What this task involves →
Give back exactly the lines that run from the beginning of the entries to the line containing "use std::path::Path;", both included, and nothing else.

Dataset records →
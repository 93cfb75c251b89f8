//! Colour themes and ANSI escape sequence generation.
//!
//! # Built-in Themes
//!
//! - `amber`: warm dark palette in the brand orange (default)
//! - `midnight`: cool dark palette
//!
//! Custom themes are TOML files with the same shape:
//!
//! ```toml
//! name = "my-theme"
//!
//! [colors]
//! header_fg = "#fff7ed"
//! header_bg = "#ea580c"
//! selection_fg = "#1c1917"
//! selection_bg = "#fdba74"
//! text_normal = "#e7e5e4"
//! text_dim = "#78716c"
//! border = "#44403c"
//! search_bar_border = "#f97316"
//! match_highlight_fg = "#1c1917"
//! match_highlight_bg = "#fde047"
//! empty_state_fg = "#fb923c"
//! section_fg = "#a8a29e"
//! tag_fg = "#fdba74"
//! badge_fg = "#4ade80"
//! notice_fg = "#60a5fa"
//! safe_fg = "#4ade80"
//! flagged_fg = "#f87171"
//! ```

use crate::domain::error::{HubError, Result};
use serde::{Deserialize, Serialize};
use std::fs;
use std::path::Path;

/// Name of the theme used when none is configured.
pub const DEFAULT_THEME: &str = "amber";

#[derive(Debug, Clone, PartialEq, Eq, Deserialize, Serialize)]
pub struct Theme {
    pub name: String,
    pub colors: ThemeColors,
}

/// Hex colours (`"#rrggbb"`) for every UI element.
#[derive(Debug, Clone, PartialEq, Eq, Deserialize, Serialize)]
pub struct ThemeColors {
    pub header_fg: String,
    #[serde(default)]
    pub header_bg: Option<String>,

    pub selection_fg: String,
    pub selection_bg: String,

    pub text_normal: String,
    /// Footer hints and secondary columns.
    pub text_dim: String,

    pub border: String,

    pub search_bar_border: String,
    pub match_highlight_fg: String,
    pub match_highlight_bg: String,

    pub empty_state_fg: String,

    /// Section column of the list.
    pub section_fg: String,
    /// Article tags and platform feature chips.
    pub tag_fg: String,
    /// The "copied" marker next to a mailbox.
    pub badge_fg: String,

    pub notice_fg: String,
    /// Domain checker: not blacklisted.
    pub safe_fg: String,
    /// Domain checker: blacklisted.
    pub flagged_fg: String,
}

impl Theme {
    /// Loads a built-in theme by name.
    ///
    /// ```rust
    /// use lekutao_hub::ui::Theme;
    ///
    /// assert_eq!(Theme::from_name("midnight").unwrap().name, "midnight");
    /// assert!(Theme::from_name("solarized").is_none());
    /// ```
    #[must_use]
    pub fn from_name(name: &str) -> Option<Self> {
        let toml_str = match name {
            "amber" => include_str!("../../themes/amber.toml"),
            "midnight" => include_str!("../../themes/midnight.toml"),
            _ => return None,
        };

        toml::from_str(toml_str).ok()
    }

    /// Loads a theme from a TOML file.
    ///
    /// # Errors
    ///
    /// Returns [`HubError::Io`] if the file cannot be read and
    /// [`HubError::Theme`] if it is not a valid theme.
    pub fn from_file<P: AsRef<Path>>(path: P) -> Result<Self> {
        let contents = fs::read_to_string(path)?;

        toml::from_str(&contents).map_err(|e| HubError::Theme(format!("invalid theme TOML: {e}")))
    }

    /// Parses `#rrggbb`, falling back to white.
    fn hex_to_rgb(hex: &str) -> (u8, u8, u8) {
        let hex = hex.trim().trim_start_matches('#');

        if hex.len() != 6 || !hex.is_ascii() {
            return (255, 255, 255);
        }

        let channel = |range: std::ops::Range<usize>| u8::from_str_radix(&hex[range], 16).unwrap_or(255);
        (channel(0..2), channel(2..4), channel(4..6))
    }

    /// 24-bit foreground escape sequence for a hex colour.
    #[must_use]
    pub fn fg(hex: &str) -> String {
        let (r, g, b) = Self::hex_to_rgb(hex);
        format!("\u{001b}[38;2;{r};{g};{b}m")
    }

    /// 24-bit background escape sequence for a hex colour.
    #[must_use]
    pub fn bg(hex: &str) -> String {
        let (r, g, b) = Self::hex_to_rgb(hex);
        format!("\u{001b}[48;2;{r};{g};{b}m")
    }

    #[must_use]
    pub const fn bold() -> &'static str {
        "\u{001b}[1m"
    }

    #[must_use]
    pub const fn dim() -> &'static str {
        "\u{001b}[2m"
    }

    #[must_use]
    pub const fn reset() -> &'static str {
        "\u{001b}[0m"
    }
}

impl Default for Theme {
    /// The `amber` theme.
    ///
    /// # Panics
    ///
    /// Panics if the embedded theme fails to parse, which the tests rule out.
    fn default() -> Self {
        Self::from_name(DEFAULT_THEME).expect("built-in amber theme should always parse")
    }
}
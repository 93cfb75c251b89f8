//! Empty result message.

use crate::ui::helpers::{display_width, position_cursor};
use crate::ui::theme::Theme;
use crate::ui::viewmodel::EmptyState;

/// Renders the two-line empty state centred, two rows below `row`.
pub fn render_empty_state(row: usize, empty: &EmptyState, theme: &Theme, cols: usize) -> usize {
    let msg_width = display_width(&empty.message);
    let msg_padding = cols.saturating_sub(msg_width) / 2;

    position_cursor(row + 2, 1);
    print!("{}", Theme::fg(&theme.colors.empty_state_fg));
    print!("{}", " ".repeat(msg_padding));
    print!("{}", empty.message);
    print!("{}", " ".repeat(cols.saturating_sub(msg_padding + msg_width)));
    print!("{}", Theme::reset());

    let sub_width = display_width(&empty.subtitle);
    let sub_padding = cols.saturating_sub(sub_width) / 2;

    position_cursor(row + 3, 1);
    print!("{}", Theme::dim());
    print!("{}", Theme::fg(&theme.colors.text_dim));
    print!("{}", " ".repeat(sub_padding));
    print!("{}", empty.subtitle);
    print!("{}", " ".repeat(cols.saturating_sub(sub_padding + sub_width)));
    print!("{}", Theme::reset());

    row + 4
}
//! Hub list table.
//!
//! Three columns: section, label and detail. The label column is where match
//! highlighting and the "copied" badge show up.

use crate::ui::helpers::{self, display_width, padding_for, position_cursor, truncate_to_width};
use crate::ui::theme::Theme;
use crate::ui::viewmodel::DisplayItem;

const SECTION_COLUMN_WIDTH: usize = 6;
const LABEL_COLUMN_WIDTH: usize = 30;

/// Renders the column headers and returns the next free row.
pub fn render_table_headers(row: usize, theme: &Theme) -> usize {
    position_cursor(row, 1);
    print!("{}", Theme::bold());
    print!("{}", Theme::fg(&theme.colors.header_fg));
    print!("  {}", column("分类", SECTION_COLUMN_WIDTH));
    print!("{}", column("名称", LABEL_COLUMN_WIDTH));
    print!("说明");
    print!("{}", Theme::reset());
    row + 1
}

pub fn render_table_rows(row: usize, items: &[DisplayItem], theme: &Theme, cols: usize) -> usize {
    let mut current_row = row;
    for item in items {
        current_row = render_table_row(current_row, item, theme, cols);
    }
    current_row
}

/// Renders one row, padded to the full width so the selection bar is solid.
fn render_table_row(row: usize, item: &DisplayItem, theme: &Theme, cols: usize) -> usize {
    let base_fg = if item.is_selected {
        &theme.colors.selection_fg
    } else {
        &theme.colors.text_normal
    };

    position_cursor(row, 1);
    if item.is_selected {
        print!("{}", Theme::bg(&theme.colors.selection_bg));
        print!("{}", Theme::fg(base_fg));
        print!("› ");
    } else {
        print!("{}", Theme::fg(&theme.colors.section_fg));
        print!("  ");
    }

    print!("{}", column(item.section.label(), SECTION_COLUMN_WIDTH));
    print!("{}", Theme::fg(base_fg));

    let badge_width = item.badge.as_ref().map_or(0, |b| display_width(b) + 1);
    let label_budget = LABEL_COLUMN_WIDTH.saturating_sub(badge_width + 2);
    let label = truncate_to_width(&item.label, label_budget);
    let ranges = if label == item.label {
        item.highlight_ranges.as_slice()
    } else {
        &[]
    };
    helpers::render_highlighted_text(&label, ranges, theme, item.is_selected);

    let mut used = display_width(&label);
    if let Some(badge) = &item.badge {
        print!(" {}{badge}{}", Theme::fg(&theme.colors.badge_fg), Theme::fg(base_fg));
        used += badge_width;
    }
    print!("{}", " ".repeat(LABEL_COLUMN_WIDTH.saturating_sub(used)));

    if !item.is_selected {
        print!("{}", Theme::fg(&theme.colors.text_dim));
    }
    print!("{}", item.detail);

    let line_width = 2 + SECTION_COLUMN_WIDTH + LABEL_COLUMN_WIDTH + display_width(&item.detail);
    print!("{}", " ".repeat(cols.saturating_sub(line_width)));

    print!("{}", Theme::reset());
    row + 1
}

fn column(text: &str, width: usize) -> String {
    format!("{text}{}", padding_for(text, width))
}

Answer to this problem →
repository 93cfb75c251b89f8
//! Colour themes and ANSI escape sequence generation.
//!
//! # Built-in Themes
//!
//! - `amber`: warm dark palette in the brand orange (default)
//! - `midnight`: cool dark palette
//!
//! Custom themes are TOML files with the same shape:
//!
//! ```toml
//! name = "my-theme"
//!
//! [colors]
//! header_fg = "#fff7ed"
//! header_bg = "#ea580c"
//! selection_fg = "#1c1917"
//! selection_bg = "#fdba74"
//! text_normal = "#e7e5e4"
//! text_dim = "#78716c"
//! border = "#44403c"
//! search_bar_border = "#f97316"
//! match_highlight_fg = "#1c1917"
//! match_highlight_bg = "#fde047"
//! empty_state_fg = "#fb923c"
//! section_fg = "#a8a29e"
//! tag_fg = "#fdba74"
//! badge_fg = "#4ade80"
//! notice_fg = "#60a5fa"
//! safe_fg = "#4ade80"
//! flagged_fg = "#f87171"
//! ```

use crate::domain::error::{HubError, Result};
use serde::{Deserialize, Serialize};
use std::fs;
use std::path::Path;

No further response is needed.